So in my game, I have a gameobject with a bunch of scripts loaded on it, and one of the scripts, grabs all of the other scripts on the same object during start(). I’ve been told that finding these scripts in awake() fixes it, and it does seem to fix it, but it’s impossible to know for sure because it happens extremely randomly and is rare.
It’s a null reference error. and the error happens inside fixedupdate with the variables that grabbed my scripts inside start(), which, fixedupdate(), should ONLY be running after my start() function gets called. So what gives? Why does this happen?
Keep in mind, this NEVER has happened once in the editor, only during a server build, and I start my game through the editor at least 50+ times a day with absolutely no errors relating to this. I can’t verify it for sure, but it seems to only happen after a fresh build, and seems to go away after that? Extremely weird and I hope someone can give an explanation as to why this happens.
ScriptA has a Rigidbody reference that it initializes using GetComponent in its Start method.
ScriptB has a reference to ScriptA and wants to access its Rigidbody field in its Start method.

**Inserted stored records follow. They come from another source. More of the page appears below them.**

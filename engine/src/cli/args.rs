use crate::config::AnalysisSettings;
use crate::error::AnalysisError;
use clap::Parser;
use std::path::PathBuf;

#[derive(Parser, Debug)]
#[command(name = "pnate")]
#[command(about = "Descriptive statistics and chart data for PNATE education transfers")]
#[command(version)]
pub struct Cli {
    /// Path to the transfers CSV (overrides the config file)
    #[arg(long)]
    pub csv: Option<PathBuf>,

    /// JSON configuration file
    #[arg(long)]
    pub config: Option<PathBuf>,

    /// Directory where chart data is written as JSON after each analysis
    #[arg(long)]
    pub export_dir: Option<PathBuf>,

    /// Field delimiter; sniffed from the header line when omitted
    #[arg(long)]
    pub delimiter: Option<char>,

    /// Enable debug logging
    #[arg(long, short)]
    pub verbose: bool,
}

impl Cli {
    /// Config file values (or defaults), with flags taking precedence.
    pub fn settings(&self) -> Result<AnalysisSettings, AnalysisError> {
        let mut settings = match &self.config {
            Some(path) => AnalysisSettings::from_json_file(path)?,
            None => AnalysisSettings::default(),
        };
        if let Some(csv) = &self.csv {
            settings.csv_path = csv.clone();
        }
        if let Some(dir) = &self.export_dir {
            settings.export_dir = Some(dir.clone());
        }
        if self.delimiter.is_some() {
            settings.delimiter = self.delimiter;
        }
        if self.verbose {
            settings.log_level = "debug".to_string();
        }
        settings.validate()?;
        Ok(settings)
    }
}

#[cfg(test)]
mod tests {
    use super::*;

    #[test]
    fn test_flags_override_defaults() {
        let cli = Cli::parse_from(["pnate", "--csv", "repasses.csv", "--export-dir", "out", "--delimiter", ";", "-v"]);
        let settings = cli.settings().unwrap();
        assert_eq!(settings.csv_path, PathBuf::from("repasses.csv"));
        assert_eq!(settings.export_dir, Some(PathBuf::from("out")));
        assert_eq!(settings.delimiter, Some(';'));
        assert_eq!(settings.log_level, "debug");
    }

    #[test]
    fn test_no_flags_keeps_defaults() {
        let cli = Cli::parse_from(["pnate"]);
        assert_eq!(cli.settings().unwrap(), AnalysisSettings::default());
    }

    #[test]
    fn test_non_ascii_delimiter_rejected() {
        let cli = Cli::parse_from(["pnate", "--delimiter", "§"]);
        assert!(cli.settings().is_err());
    }
}
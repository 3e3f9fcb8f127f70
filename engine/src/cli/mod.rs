// Command line arguments and the interactive analysis menu
pub mod args;
pub mod menu;
pub mod session;
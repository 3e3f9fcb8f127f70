use shared::models::TransferRecord;

/// Row selection chosen from the main menu.
///
/// State codes and municipality names are trimmed and uppercased on
/// construction, and compared against the equally normalized record fields.
#[derive(Debug, Clone, PartialEq, Eq)]
pub enum RecordFilter {
    All,
    State(String),
    Municipality(String),
}

impl RecordFilter {
    pub fn state(code: &str) -> Self {
        RecordFilter::State(normalize(code))
    }

    pub fn municipality(name: &str) -> Self {
        RecordFilter::Municipality(normalize(name))
    }

    pub fn matches(&self, record: &TransferRecord) -> bool {
        match self {
            RecordFilter::All => true,
            RecordFilter::State(code) => normalize(&record.state_code) == *code,
            RecordFilter::Municipality(name) => normalize(&record.municipality) == *name,
        }
    }

    /// Suffix appended to chart titles.
    pub fn title(&self) -> String {
        match self {
            RecordFilter::All => " (Brasil)".to_string(),
            RecordFilter::State(code) => format!(" (Estado - {})", code),
            RecordFilter::Municipality(name) => format!(" (Municipio - {})", name),
        }
    }
}

fn normalize(text: &str) -> String {
    text.trim().to_uppercase()
}
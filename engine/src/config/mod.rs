// Analysis configuration
pub mod settings;

pub use settings::AnalysisSettings;
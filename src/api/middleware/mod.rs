//! API middleware.

mod flash;
mod https;
mod theme;

pub use flash::flash_middleware;
pub use https::https_middleware;
pub use theme::theme_middleware;
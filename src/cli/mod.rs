//! CLI module - Command-line interface for the application.
//!
//! Provides commands for:
//! - `serve` - Start the HTTP server

pub mod args;

pub use args::{Cli, Commands};
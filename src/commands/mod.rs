//! Commands module - CLI command implementations.

pub mod serve;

public class ScriptA : MonoBehavior {
public Rigidbody body;
void Start() {
body = GetComponent<Rigidbody>();
}
}
public class ScriptB : MonoBehavior {
public ScriptA scriptA;
void Start() {
Rigidbody scriptABody = scriptA.body;
scriptABody.velocity = Vector3.zero;
}
}
There’s the possibility here that Unity will call ScriptB’s Start method before ScriptA’s, which means ScriptA’s body field is currently null at the time ScriptB tries to reference it, resulting in a NullReferenceException when ScriptB tries to set the velocity.
In your case, you happened to get lucky with the undefined execution order in the editor, but not in the build.
There is a consistent behavior with Awake and Start, however. No matter what order scripts are executed in, all Awake methods will be called before the first Start method.
We can change our ScriptA and ScriptB situation to this, which would solve the problem:
public class ScriptA : MonoBehavior {
public Rigidbody body;
void Awake() {
body = GetComponent<Rigidbody>();
}
}
public class ScriptB : MonoBehavior {
public ScriptA scriptA;
void Start() {
Rigidbody scriptABody = scriptA.body;
scriptABody.velocity = Vector3.zero;
}
}
Now it is guaranteed that ScriptA’s body field will be initialized by the time ScriptB references it.
Try to follow this convention as a general rule:
Use Awake to initialize a script’s own data.
Use Start to initialize data that is accessed from other scripts.